Section 23 of 5052 makes it a Class 3 felony to transfer cannabis a patient produces to any other person, including another qualifying patient. A NO vote on R76 will not expose patients to felony arrest and prosecution simply for sharing and helping another patient in need. “We believe the voters will agree that this is a move backward in the reform of cannabis laws,” Skakie said.
Section 24 grants arrest protection only if participating in the state patient registry. It would also prohibit compassion, the giving of cannabis to another qualifying patient at no charge. A NO vote on R76 will not require participation in the registry or make it a crime to help another patient free of charge. “We believe the voters will find this not in the best interests of patients or the greater good of the People of Washington state,” Skakie said.
Section 27 of 5052 limits non-collective grows to 15 plants. Patients living together on the same property could not provide for themselves individually beyond the 15 plant limit. “It is unreasonable to force cooperation between patients when their needs and/or growing styles and preferences may differ,” Skakie said. A NO vote on R76 would return the law to present limits. “We believe the voters will agree that it is not reasonable to restrict patients’ ability to provide for themselves or insist they work together if living together, if that is not their choice.”
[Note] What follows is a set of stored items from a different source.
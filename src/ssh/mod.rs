// Copyright 2025 Lablup Inc. and Jeongkyu Shin
//
// Licensed under the Apache License, Version 2.0 (the "License");
// you may not use this file except in compliance with the License.
// You may obtain a copy of the License at
//
//     http://www.apache.org/licenses/LICENSE-2.0
//
// Unless required by applicable law or agreed to in writing, software
// distributed under the License is distributed on an "AS IS" BASIS,
// WITHOUT WARRANTIES OR CONDITIONS OF ANY KIND, either express or implied.
// See the License for the specific language governing permissions and
// limitations under the License.

//! SSH transport session, command execution and the shell stream bridge.

mod error;
mod executor;
mod identity;
pub mod known_hosts;
#[cfg(test)]
pub(crate) mod mock;
mod session;
mod shell;
pub mod tokio_client;
pub mod transport;

pub use error::{StreamError, TransportError};
pub use executor::CommandOutput;
pub use identity::{Credential, SessionIdentity, DEFAULT_SSH_PORT};
pub use known_hosts::{ServerCheckMethod, StrictHostKeyChecking};
pub use session::RemoteSession;
pub use shell::{ShellHandle, ShellOutput};
pub use tokio_client::{SshChannel, SshConnection, SshTransport};
pub use transport::{ChannelEvent, ChannelKind, ChannelOf, Connection, RemoteChannel, Transport};

/// A session over the russh-backed transport.
pub type SshSession = RemoteSession<SshTransport>;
Section 29 of 5052 repeals collective gardens as they now exist. A NO vote on R76 would retain the current law regarding collective gardens. “This is important, that patients retain the ability to work together, including financial contributions in place of actual physical participation,” Skakie said. “We believe the voters will be agreeable that someone without physical ability not be required to work, and instead provide financial assistance, or even nothing at all, to receive their medicine.”
Section 48 of 5052 repeals patients’ affirmative defense. A NO vote on R76 would retain the current law keeping affirmative defense. While the patient registry created by 5052 would continue to exist, since the registry section has an emergency clause and is therefore not subject to referendum, what can be done, according to Skakie, is to remove the sections that state patients must participate in order to get favorable treatment. After those sections are removed, “There will be no reason for any patient to participate in the registry, but the registry will still exist,” Skakie said. “We are R76 NO because we do NOT agree that these sections should become law,” Skakie said. “A NO vote on R76 will prevent this sections from becoming law.
R76 needs 123,186 valid voter signatures by July 24 to appear on the November 2015 ballot. “Signature collection is expected to begin on or about May 18,” Skakie told Hemp News.
A voter initiative, I-1372, separate from Skakie’s R76 referendum, is being sponsored by patient Kirk Ludden.
“Support both,” said activist John Novak. “Read both. I-1372 exempts patients and providers from the state Controlled Substances Act, ends state cooperation with federal investigations on medical cannabis, and ends the state taking federal grants to bust people.
“I know because I wrote those parts of the initiative!” Novak said. “Is it perfect? No, but better than what we have now, with the added bonus of having most of the language written by a large consensus of the patient community.
“They do not compete,” Novak said. “The complement each other. No on R76. Yes on 1372.”